ウィニー(Winny)事件の立件にあたって、検察側はファイル交換用P2Pソフトウェアの開発自体を違法行為としているのか判断の明示を避けているが、この一件は日本国内でのP2Pソフトウェア開発者の開発行為を萎縮させると懸念される、と、2004年に開かれた初公判の中で金子氏は述べており、これに賛同するソフトウェア開発者も少なくありません。

日本製とされるファイル交換用のP2Pソフトウェアで、主に同様の目的で使われる種類のものとしては、うたたね・Marie・Share・新月・RinGOch・Ansem・Speranza・Sparrow・Zigumo などが存在しており、この中で開発・配布行為に責任を問われた事例はこれまでありませんでしたが、ウィニー(Winny)開発者が著作権侵害の幇助容疑で逮捕・起訴されたことで、これらの開発者が同種の法的責任を問われる可能性が憂慮されています。

注意しなければならないのは、P2P技術を使って違法なファイルの交換を目的としたソフトウェアを開発することは可能ですが、これは技術の一利用形態に過ぎず、P2P技術自体はSkypeのように優れた利用方法も行える技術であるという点です。
この問題は違法な目的で利用者によって使用されているファイル交換用のP2Pソフトだけでなく、P2P技術そのものが悪印象を被った点で深刻であり、また、他のどのようなソフトウェアにおいても、ソフトウェアが悪用された場合の責任を開発者が問われる前例となるのではないか、という懸念がソフトウェア開発者の間に引き起こされました。

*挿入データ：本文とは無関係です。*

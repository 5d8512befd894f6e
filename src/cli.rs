//! Command-line interface for shell-cmd.
//!
//! Options come first; the first positional argument starts the command and
//! everything after it is passed through untouched.

use std::ffi::OsString;
use std::path::PathBuf;

use crate::error::CmdError;
use crate::execution::TeeBackend;

/// Command-line arguments.
#[derive(Debug, Clone, Default)]
pub struct Args {
    /// The command: a single shell line or a program and its arguments.
    pub command: Vec<String>,
    /// Run through the system shell.
    pub shell: bool,
    /// Return immediately with the child's pid.
    pub detach: bool,
    /// Echo level; each `-v` adds one.
    pub verbose: u8,
    /// Explicit tee choice; `None` follows verbosity.
    pub tee: Option<bool>,
    /// Working directory for the child.
    pub cwd: Option<PathBuf>,
    /// `KEY=VALUE` pairs layered over the environment.
    pub env: Vec<(String, String)>,
    /// Start the child from an empty environment.
    pub clear_env: bool,
    /// Output draining backend.
    pub backend: Option<TeeBackend>,
    /// Fail when the command exits non-zero.
    pub check: bool,
    /// Inherit the terminal instead of capturing.
    pub system: bool,
    /// Timeout in seconds.
    pub timeout: Option<f64>,
    /// Print the result as JSON.
    pub json: bool,
    /// Path to configuration file.
    pub config: Option<PathBuf>,
    /// Log level (error, warn, info, debug, trace).
    pub log_level: Option<String>,
    /// Show version and exit.
    pub version: bool,
    /// Show help and exit.
    pub help: bool,
}

/// Parse command-line arguments.
pub fn parse_args() -> Result<Args, ArgsError> {
    parse_args_from(std::env::args_os())
}

/// Parse arguments from an iterator (for testing).
pub fn parse_args_from<I>(args: I) -> Result<Args, ArgsError>
where
    I: IntoIterator<Item = OsString>,
{
    use lexopt::prelude::*;

    let mut result = Args::default();
    let mut parser = lexopt::Parser::from_iter(args);

    while let Some(arg) = parser.next()? {
        match arg {
            Short('h') | Long("help") => {
                result.help = true;
            }
            Short('V') | Long("version") => {
                result.version = true;
            }
            Short('s') | Long("shell") => {
                result.shell = true;
            }
            Short('d') | Long("detach") => {
                result.detach = true;
            }
            Short('v') | Long("verbose") => {
                result.verbose = result.verbose.saturating_add(1);
            }
            Long("tee") => {
                result.tee = Some(true);
            }
            Long("no-tee") => {
                result.tee = Some(false);
            }
            Short('C') | Long("cwd") => {
                result.cwd = Some(parser.value()?.parse()?);
            }
            Short('e') | Long("env") => {
                let value: String = parser.value()?.parse()?;
                result.env.push(parse_env_pair(&value)?);
            }
            Long("clear-env") => {
                result.clear_env = true;
            }
            Short('b') | Long("backend") => {
                let value: String = parser.value()?.parse()?;
                result.backend = Some(
                    value
                        .parse()
                        .map_err(|_| ArgsError::InvalidValue("backend", value))?,
                );
            }
            Long("check") => {
                result.check = true;
            }
            Long("system") => {
                result.system = true;
            }
            Short('t') | Long("timeout") => {
                let value: String = parser.value()?.parse()?;
                let secs: f64 = value
                    .parse()
                    .map_err(|_| ArgsError::InvalidValue("timeout", value.clone()))?;
                if !secs.is_finite() || secs <= 0.0 {
                    return Err(ArgsError::InvalidValue("timeout", value));
                }
                result.timeout = Some(secs);
            }
            Long("json") => {
                result.json = true;
            }
            Short('c') | Long("config") => {
                result.config = Some(parser.value()?.parse()?);
            }
            Short('l') | Long("log-level") => {
                result.log_level = Some(parser.value()?.parse()?);
            }
            Value(val) => {
                result.command.push(val.string()?);
                for rest in parser.raw_args()? {
                    result.command.push(rest.string()?);
                }
            }
            _ => return Err(arg.unexpected().into()),
        }
    }

    Ok(result)
}

fn parse_env_pair(value: &str) -> Result<(String, String), ArgsError> {
    match value.split_once('=') {
        Some((key, val)) if !key.is_empty() => Ok((key.to_string(), val.to_string())),
        _ => Err(ArgsError::InvalidValue("env", value.to_string())),
    }
}

/// Process exit status for a failed run.
///
/// Follows the conventions of `timeout(1)` and POSIX shells.
pub fn exit_status_for(error: &CmdError) -> u8 {
    match error {
        CmdError::NonZeroExit(output) => u8::try_from(output.exit_code).unwrap_or(1).max(1),
        CmdError::Timeout { .. } => 124,
        CmdError::CommandNotFound(_) => 127,
        CmdError::InvalidWorkingDirectory(_) | CmdError::InvalidArgument(_) => 2,
        _ => 1,
    }
}

/// Print help message.
pub fn print_help() {
    let version = env!("CARGO_PKG_VERSION");
    println!(
        r#"shell-cmd {version}
Run a command with captured output, live tee, and timeouts

USAGE:
    shell-cmd [OPTIONS] <COMMAND>...

OPTIONS:
    -s, --shell             Run through the system shell
    -d, --detach            Start the command and print its pid
    -v, --verbose           Echo output; repeat for the command line and banners
        --tee / --no-tee    Force output echo on or off
    -C, --cwd <DIR>         Working directory for the command
    -e, --env <KEY=VALUE>   Set an environment variable (repeatable)
        --clear-env         Start from an empty environment
    -b, --backend <NAME>    Tee backend (auto, thread, tokio, pty)
        --check             Fail when the command exits non-zero
        --system            Inherit the terminal; nothing is captured
    -t, --timeout <SECS>    Kill the command after SECS seconds
        --json              Print the result as JSON
    -c, --config <FILE>     Path to configuration file (JSON)
    -l, --log-level <LVL>   Log level (error, warn, info, debug, trace)
    -h, --help              Print help
    -V, --version           Print version

ENVIRONMENT VARIABLES:
    SHELL_CMD_VERBOSE       Default verbosity (overrides config)
    SHELL_CMD_BACKEND       Default tee backend (overrides config)
    SHELL_CMD_TIMEOUT       Default timeout in seconds (overrides config)
    SHELL_CMD_LOG_LEVEL     Log level (overrides config)
    RUST_LOG                Alternative log level setting

EXIT STATUS:
    The command's own exit code, 124 on timeout, 127 when the program
    cannot be found, 2 for invalid arguments.

EXAMPLES:
    # Run and show output
    shell-cmd ls -la

    # Pipeline through the shell, quietly, as JSON
    shell-cmd -s --json 'ls | wc -l'

    # Bounded run in another directory
    shell-cmd -C /project -t 600 --check cargo build
"#
    );
}

/// Print version.
pub fn print_version() {
    println!("shell-cmd {}", env!("CARGO_PKG_VERSION"));
}

/// Argument parsing errors.
#[derive(Debug)]
pub enum ArgsError {
    /// Lexopt parsing error.
    Lexopt(lexopt::Error),
    /// Invalid argument value.
    InvalidValue(&'static str, String),
}

impl std::fmt::Display for ArgsError {
    fn fmt(&self, f: &mut std::fmt::Formatter<'_>) -> std::fmt::Result {
        match self {
            Self::Lexopt(e) => write!(f, "{}", e),
            Self::InvalidValue(name, value) => {
                write!(f, "invalid value for --{}: '{}'", name, value)
            }
        }
    }
}

impl std::error::Error for ArgsError {}

impl From<lexopt::Error> for ArgsError {
    fn from(e: lexopt::Error) -> Self {
        Self::Lexopt(e)
    }
}

#[cfg(test)]
mod tests {
    use super::*;
    use crate::execution::CmdOutput;
    use std::time::Duration;

    fn args(args: &[&str]) -> Vec<OsString> {
        std::iter::once("shell-cmd")
            .chain(args.iter().copied())
            .map(OsString::from)
            .collect()
    }

    #[test]
    fn test_default_args() {
        let result = parse_args_from(args(&[])).unwrap();
        assert!(result.command.is_empty());
        assert_eq!(result.verbose, 0);
        assert!(result.tee.is_none());
        assert!(!result.shell);
    }

    #[test]
    fn test_command_passthrough() {
        let result = parse_args_from(args(&["-s", "ls", "-la", "--json"])).unwrap();
        assert!(result.shell);
        assert!(!result.json);
        assert_eq!(result.command, vec!["ls", "-la", "--json"]);
    }

    #[test]
    fn test_double_dash() {
        let result = parse_args_from(args(&["--", "-weird-name", "x"])).unwrap();
        assert_eq!(result.command, vec!["-weird-name", "x"]);
    }

    #[test]
    fn test_verbose_counts() {
        let result = parse_args_from(args(&["-vvv", "true"])).unwrap();
        assert_eq!(result.verbose, 3);

        let result = parse_args_from(args(&["-v", "--verbose", "true"])).unwrap();
        assert_eq!(result.verbose, 2);
    }

    #[test]
    fn test_tee_flags() {
        let result = parse_args_from(args(&["--tee", "true"])).unwrap();
        assert_eq!(result.tee, Some(true));

        let result = parse_args_from(args(&["--tee", "--no-tee", "true"])).unwrap();
        assert_eq!(result.tee, Some(false));
    }

    #[test]
    fn test_env_pairs() {
        let result = parse_args_from(args(&["-e", "A=1", "--env", "B=x=y", "env"])).unwrap();
        assert_eq!(
            result.env,
            vec![
                ("A".to_string(), "1".to_string()),
                ("B".to_string(), "x=y".to_string())
            ]
        );
    }

    #[test]
    fn test_invalid_env_pair() {
        assert!(parse_args_from(args(&["-e", "NOEQUALS", "env"])).is_err());
        assert!(parse_args_from(args(&["-e", "=1", "env"])).is_err());
    }

    #[test]
    fn test_backend() {
        let result = parse_args_from(args(&["-b", "async", "true"])).unwrap();
        assert_eq!(result.backend, Some(TeeBackend::Tokio));

        assert!(parse_args_from(args(&["-b", "select", "true"])).is_err());
    }

    #[test]
    fn test_timeout() {
        let result = parse_args_from(args(&["-t", "0.5", "sleep", "1"])).unwrap();
        assert_eq!(result.timeout, Some(0.5));

        assert!(parse_args_from(args(&["-t", "soon", "true"])).is_err());
        assert!(parse_args_from(args(&["-t", "0", "true"])).is_err());
        assert!(parse_args_from(args(&["-t", "-1", "true"])).is_err());
    }

    #[test]
    fn test_cwd_and_config() {
        let result =
            parse_args_from(args(&["-C", "/tmp", "-c", "/etc/shell-cmd.json", "pwd"])).unwrap();
        assert_eq!(result.cwd, Some(PathBuf::from("/tmp")));
        assert_eq!(result.config, Some(PathBuf::from("/etc/shell-cmd.json")));
    }

    #[test]
    fn test_help_flag() {
        let result = parse_args_from(args(&["-h"])).unwrap();
        assert!(result.help);

        let result = parse_args_from(args(&["--help"])).unwrap();
        assert!(result.help);
    }

    #[test]
    fn test_version_flag() {
        let result = parse_args_from(args(&["-V"])).unwrap();
        assert!(result.version);
    }

    #[test]
    fn test_unknown_option() {
        assert!(parse_args_from(args(&["--frobnicate", "true"])).is_err());
    }

    #[test]
    fn test_combined_options() {
        let result = parse_args_from(args(&[
            "--check",
            "--system",
            "-d",
            "--clear-env",
            "-l",
            "debug",
            "make",
        ]))
        .unwrap();

        assert!(result.check);
        assert!(result.system);
        assert!(result.detach);
        assert!(result.clear_env);
        assert_eq!(result.log_level, Some("debug".to_string()));
        assert_eq!(result.command, vec!["make"]);
    }

    #[test]
    fn test_exit_status_for() {
        let mut output = CmdOutput::new("false", TeeBackend::Thread);
        output.exit_code = 7;
        assert_eq!(exit_status_for(&CmdError::NonZeroExit(Box::new(output))), 7);

        let timeout = CmdError::Timeout {
            command: "sleep 10".into(),
            timeout: Duration::from_millis(10),
            stdout: String::new(),
            stderr: String::new(),
        };
        assert_eq!(exit_status_for(&timeout), 124);
        assert_eq!(exit_status_for(&CmdError::CommandNotFound("nope".into())), 127);
        assert_eq!(exit_status_for(&CmdError::InvalidArgument("x".into())), 2);
    }
}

他方では、当時は日本の博物館などが文化財のデジタル化とインターネットを用いた公開を推進し始めていた時期でもあったため、それらを推進する当事者らからも、これらの事件によりデジタル化が権利侵害に直結するとのイメージを醸成しかねず、コンテンツのデジタル化の推進に影響が出かねない、との懸念が示されました。

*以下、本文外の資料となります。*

//! Host platform detection.
//!
//! The flags are compile-time constants so callers can branch on them while
//! building commands (path separators, shell syntax) without any global state.

/// True on Unix-like hosts.
pub const POSIX: bool = cfg!(unix);

/// True on Windows hosts.
pub const WIN32: bool = cfg!(windows);

/// Platform family of the running host.
#[derive(Debug, Clone, Copy, PartialEq, Eq)]
pub enum Platform {
    Posix,
    Win32,
    Other,
}

impl Platform {
    /// The platform this crate was compiled for.
    pub const fn current() -> Self {
        if POSIX {
            Self::Posix
        } else if WIN32 {
            Self::Win32
        } else {
            Self::Other
        }
    }
}

/// Shell program and the flag that makes it run a single command string.
///
/// `/bin/sh -c` on Unix, `cmd.exe /C` on Windows (honoring `COMSPEC`).
pub fn shell_program() -> (String, &'static str) {
    #[cfg(windows)]
    {
        let comspec = std::env::var("COMSPEC").unwrap_or_else(|_| "cmd.exe".to_string());
        (comspec, "/C")
    }
    #[cfg(not(windows))]
    {
        ("/bin/sh".to_string(), "-c")
    }
}

#[cfg(test)]
mod tests {
    use super::*;

    #[test]
    fn test_flags_are_exclusive() {
        assert!(!(POSIX && WIN32));
    }

    #[test]
    fn test_current_matches_flags() {
        match Platform::current() {
            Platform::Posix => assert!(POSIX),
            Platform::Win32 => assert!(WIN32),
            Platform::Other => assert!(!POSIX && !WIN32),
        }
    }

    #[test]
    fn test_shell_program() {
        let (program, flag) = shell_program();
        assert!(!program.is_empty());

        #[cfg(unix)]
        {
            assert_eq!(program, "/bin/sh");
            assert_eq!(flag, "-c");
        }

        #[cfg(windows)]
        assert_eq!(flag, "/C");
    }
}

さらに、開発者の逮捕にあたっては、Winnyの使用法を解説したウェブサイト「WinnyTips」の作者も自宅を家宅捜索され、ウェブサイトは閉鎖となりmした。この件については、間接的にではありますが、事件そのものとは係わり合いのない一個人のウェブサイトを閉鎖に追いやったことから、警察による表現の自由の侵害ではないか、といった声もあがりました。